We will have to disagree on this point. Inamed most certainly does certify RNs to do fills. *I* personally have been invited to a certification class from Inamed. I will be going the next time the class is available. They have certification classes every few months. I was scheduled for the last one but was unable to make it at the last minute. I will be attending the next one.

I believe what you are referring to is that they won't certify just any RN. I have to be referred by a physician, and I am. A GI surgeon in my area is referring me. Matter of fact, he'd like to attend as well as he may consider doing fills. He is not a bariatric surgeon but a GI surgeon. He'd be great for fills, especially those not banded in the US or if someone's doc moves or retires. Their patients have a hard time finding a fill doc.

I have no desire to do fills, but I would like the education.

RNs access ports for a living for goodness sakes. Portacaths? Docs don't do it, RNs do. RNs are absolutely qualified to do fills with additional training, they typically have more experience accessing various types of ports than your average doc. When you go to an ER and the ER doc doesn't know how to do an unfill the best choice if your surgeon is not available is to ask for a chemo nurse because they have the expertise in accessing ports. It's what they do for a living.

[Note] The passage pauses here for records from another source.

//! Lifecycle-aware asynchronous loaders.
//!
//! A [`LoaderManager`] keeps a registry of [`Loader`]s keyed by [`LoaderId`] and
//! drives them from the lifecycle of the component that owns it (started,
//! stopped, retained across a reconfiguration, destroyed). Background work runs
//! on an [`Executor`]; outcomes come back through the manager's [`Scheduler`]
//! and are only ever applied on the owner thread.
//!
//! # Architecture
//!
//! ```text
//! owner lifecycle ──▶ LoaderManagerHost ──▶ LoaderManager ──▶ LoaderHandle ──▶ Loader
//!                                               ▲                               │
//!                                               │        Executor (worker)  ◀───┘
//!                                               └──── Scheduler (inbox + timers)
//! ```
//!
//! - [`Loader`] is a flag record ([`LoaderState`]) plus a [`LoaderBehavior`]
//!   strategy. [`ThrottledLoader`] is the stock behavior that runs a
//!   [`LoadInBackground`] strategy with an optional [`Throttle`].
//! - [`LoaderHandle`] tracks delivered data, retain state and a pending
//!   replacement for one id.
//! - [`ContentObserver`] lets external sources signal a change from any thread.

pub mod config;
mod error;
mod executor;
mod loader;
mod manager;
mod observer;
mod scheduler;

pub use error::{LoadError, LoaderError};
#[cfg(any(test, feature = "test-utils"))]
pub use executor::ManualExecutor;
pub use executor::{BlockingPoolExecutor, Executor, InlineExecutor, Job};
pub use loader::{
  LoadInBackground, Loader, LoaderArgs, LoaderBehavior, LoaderContext, LoaderId, LoaderKey, LoaderState, TaskId,
  Throttle, ThrottledLoader,
};
pub use manager::{LoaderCallbacks, LoaderHandle, LoaderManager, LoaderManagerHost, ROOT_WHO, RetainedManagers};
pub use observer::{ContentObservable, ContentObserver};
pub use scheduler::Scheduler;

Nobody should be accessing any port for any reason unless in a controlled environment such as an office setting.

I got my information and invitation from Bart Bandy (yep, that's his real name) to the certification class. He used to be the owner of Inamed. After he sold Inamed to Allergan he is now the Sr. VP for Allergan.

It is the sales manager for Allergan that was giving out bad info on who may attend the certification class. I believe Bart Bandy corrected him on this info quite some time ago, such as about six months ago.

There is an Inamed certified fill nurse in Arizona. She and her paramedic daughter are both Inamed certified, neither work for a doc (the RN is a RN Midwife and works out of her own office, no MD available in her office) and she went to the certification class.

The information you received is quite frankly, incorrect.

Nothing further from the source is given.